PROBLEM TO SOLVE
Verbatim, and with nothing else, reproduce the data below from its first line through the line containing "the JSON body.".

INPUT RECORDS
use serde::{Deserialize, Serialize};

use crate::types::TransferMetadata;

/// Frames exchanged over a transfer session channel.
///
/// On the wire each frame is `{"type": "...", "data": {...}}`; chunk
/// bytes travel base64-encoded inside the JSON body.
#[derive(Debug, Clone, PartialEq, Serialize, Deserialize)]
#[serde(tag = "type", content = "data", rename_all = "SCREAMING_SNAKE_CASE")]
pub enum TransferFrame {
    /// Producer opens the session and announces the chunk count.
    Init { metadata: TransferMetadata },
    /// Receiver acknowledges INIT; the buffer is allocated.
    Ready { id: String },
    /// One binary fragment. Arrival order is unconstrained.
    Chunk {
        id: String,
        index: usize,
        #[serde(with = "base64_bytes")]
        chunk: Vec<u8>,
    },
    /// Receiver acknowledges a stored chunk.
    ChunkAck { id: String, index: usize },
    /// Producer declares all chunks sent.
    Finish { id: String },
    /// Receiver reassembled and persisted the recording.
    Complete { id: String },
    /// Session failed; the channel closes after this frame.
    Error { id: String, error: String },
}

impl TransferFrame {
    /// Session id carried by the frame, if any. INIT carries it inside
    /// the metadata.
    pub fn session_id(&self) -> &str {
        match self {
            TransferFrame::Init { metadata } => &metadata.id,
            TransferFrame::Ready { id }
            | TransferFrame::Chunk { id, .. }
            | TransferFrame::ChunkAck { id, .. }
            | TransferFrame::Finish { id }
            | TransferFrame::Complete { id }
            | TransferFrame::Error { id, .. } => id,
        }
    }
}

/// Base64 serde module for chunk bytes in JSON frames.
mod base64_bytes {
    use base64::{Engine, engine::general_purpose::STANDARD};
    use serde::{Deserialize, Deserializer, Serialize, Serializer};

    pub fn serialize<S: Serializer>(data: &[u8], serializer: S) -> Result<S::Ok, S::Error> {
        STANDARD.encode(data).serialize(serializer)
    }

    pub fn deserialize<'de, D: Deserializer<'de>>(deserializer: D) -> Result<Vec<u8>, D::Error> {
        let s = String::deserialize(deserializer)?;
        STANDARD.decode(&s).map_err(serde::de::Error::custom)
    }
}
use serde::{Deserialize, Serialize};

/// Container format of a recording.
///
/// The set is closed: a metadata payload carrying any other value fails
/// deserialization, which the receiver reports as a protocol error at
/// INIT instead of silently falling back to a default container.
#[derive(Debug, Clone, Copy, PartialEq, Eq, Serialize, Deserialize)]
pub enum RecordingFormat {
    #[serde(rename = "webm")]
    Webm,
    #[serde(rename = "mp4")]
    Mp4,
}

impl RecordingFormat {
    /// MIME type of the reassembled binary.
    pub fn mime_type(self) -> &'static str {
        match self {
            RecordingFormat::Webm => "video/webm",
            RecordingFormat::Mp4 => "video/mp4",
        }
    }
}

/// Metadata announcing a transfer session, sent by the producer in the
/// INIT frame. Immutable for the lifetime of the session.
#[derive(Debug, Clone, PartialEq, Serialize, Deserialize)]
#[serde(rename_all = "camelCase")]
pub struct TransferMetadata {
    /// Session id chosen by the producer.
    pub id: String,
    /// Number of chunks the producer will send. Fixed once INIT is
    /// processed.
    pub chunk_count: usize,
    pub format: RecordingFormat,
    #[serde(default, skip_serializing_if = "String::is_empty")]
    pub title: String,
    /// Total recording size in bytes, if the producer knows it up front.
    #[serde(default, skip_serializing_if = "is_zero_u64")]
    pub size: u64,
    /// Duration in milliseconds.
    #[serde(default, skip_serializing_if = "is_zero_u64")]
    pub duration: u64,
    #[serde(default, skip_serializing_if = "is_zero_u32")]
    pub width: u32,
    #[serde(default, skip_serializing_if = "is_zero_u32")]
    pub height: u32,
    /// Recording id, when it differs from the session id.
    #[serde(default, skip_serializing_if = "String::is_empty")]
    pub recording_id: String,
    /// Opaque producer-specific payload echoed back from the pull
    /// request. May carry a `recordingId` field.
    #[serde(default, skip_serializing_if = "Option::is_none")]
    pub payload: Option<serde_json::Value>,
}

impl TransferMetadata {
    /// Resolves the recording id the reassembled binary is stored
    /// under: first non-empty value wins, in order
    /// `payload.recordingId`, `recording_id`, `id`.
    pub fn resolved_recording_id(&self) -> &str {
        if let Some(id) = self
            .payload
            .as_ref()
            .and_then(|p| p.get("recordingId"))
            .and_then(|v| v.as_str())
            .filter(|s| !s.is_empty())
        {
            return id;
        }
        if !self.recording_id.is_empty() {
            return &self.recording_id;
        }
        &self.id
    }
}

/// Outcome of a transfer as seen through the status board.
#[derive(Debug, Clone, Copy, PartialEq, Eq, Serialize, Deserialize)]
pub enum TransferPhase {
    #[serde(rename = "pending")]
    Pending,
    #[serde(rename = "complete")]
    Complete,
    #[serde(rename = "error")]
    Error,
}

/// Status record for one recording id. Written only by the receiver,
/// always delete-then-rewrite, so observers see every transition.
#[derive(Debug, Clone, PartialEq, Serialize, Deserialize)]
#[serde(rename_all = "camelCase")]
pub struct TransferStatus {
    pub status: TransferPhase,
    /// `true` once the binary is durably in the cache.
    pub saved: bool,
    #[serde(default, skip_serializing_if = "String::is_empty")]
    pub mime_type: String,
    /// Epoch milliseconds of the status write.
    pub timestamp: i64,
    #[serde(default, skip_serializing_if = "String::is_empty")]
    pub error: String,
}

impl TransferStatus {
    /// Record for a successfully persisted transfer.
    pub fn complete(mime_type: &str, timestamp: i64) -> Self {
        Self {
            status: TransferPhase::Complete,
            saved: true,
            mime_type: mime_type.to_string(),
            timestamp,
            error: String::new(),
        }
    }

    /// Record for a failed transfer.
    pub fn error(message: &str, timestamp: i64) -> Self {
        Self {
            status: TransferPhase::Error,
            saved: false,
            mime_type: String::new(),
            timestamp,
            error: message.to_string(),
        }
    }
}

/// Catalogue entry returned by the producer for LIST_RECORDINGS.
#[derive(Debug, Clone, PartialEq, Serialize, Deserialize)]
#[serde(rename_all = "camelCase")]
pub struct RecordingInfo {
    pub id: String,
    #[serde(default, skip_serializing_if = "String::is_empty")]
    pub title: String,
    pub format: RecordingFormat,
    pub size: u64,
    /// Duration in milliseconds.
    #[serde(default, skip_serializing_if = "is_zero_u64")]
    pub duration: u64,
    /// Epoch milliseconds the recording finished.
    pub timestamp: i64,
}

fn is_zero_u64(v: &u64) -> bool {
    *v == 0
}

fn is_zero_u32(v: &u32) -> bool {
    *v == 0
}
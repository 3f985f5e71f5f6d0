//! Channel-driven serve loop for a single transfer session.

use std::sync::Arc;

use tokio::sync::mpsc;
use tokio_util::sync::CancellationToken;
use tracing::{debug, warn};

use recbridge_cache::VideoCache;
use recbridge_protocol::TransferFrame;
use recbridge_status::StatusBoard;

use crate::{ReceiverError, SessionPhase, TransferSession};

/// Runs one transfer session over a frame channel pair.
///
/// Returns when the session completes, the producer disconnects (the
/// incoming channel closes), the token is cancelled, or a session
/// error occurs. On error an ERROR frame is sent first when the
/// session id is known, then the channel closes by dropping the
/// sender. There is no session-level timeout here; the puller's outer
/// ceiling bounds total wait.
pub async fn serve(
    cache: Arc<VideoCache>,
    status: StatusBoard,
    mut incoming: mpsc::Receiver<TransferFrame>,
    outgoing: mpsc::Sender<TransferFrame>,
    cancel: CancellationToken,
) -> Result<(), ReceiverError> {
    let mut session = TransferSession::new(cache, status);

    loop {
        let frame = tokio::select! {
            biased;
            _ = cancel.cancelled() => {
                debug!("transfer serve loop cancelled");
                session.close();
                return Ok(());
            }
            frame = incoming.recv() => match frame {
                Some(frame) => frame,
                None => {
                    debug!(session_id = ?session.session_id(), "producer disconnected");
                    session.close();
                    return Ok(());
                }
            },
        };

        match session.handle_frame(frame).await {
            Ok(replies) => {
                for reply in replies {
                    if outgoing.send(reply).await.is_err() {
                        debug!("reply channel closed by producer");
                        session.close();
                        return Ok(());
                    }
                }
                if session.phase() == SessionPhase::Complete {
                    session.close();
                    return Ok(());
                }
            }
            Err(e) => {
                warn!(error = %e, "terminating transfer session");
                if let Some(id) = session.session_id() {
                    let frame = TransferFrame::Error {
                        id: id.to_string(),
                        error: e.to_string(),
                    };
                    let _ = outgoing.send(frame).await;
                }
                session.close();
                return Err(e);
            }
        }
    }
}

OUTPUT OF THE EXERCISE
use serde::{Deserialize, Serialize};

use crate::types::TransferMetadata;

/// Frames exchanged over a transfer session channel.
///
/// On the wire each frame is `{"type": "...", "data": {...}}`; chunk
/// bytes travel base64-encoded inside the JSON body.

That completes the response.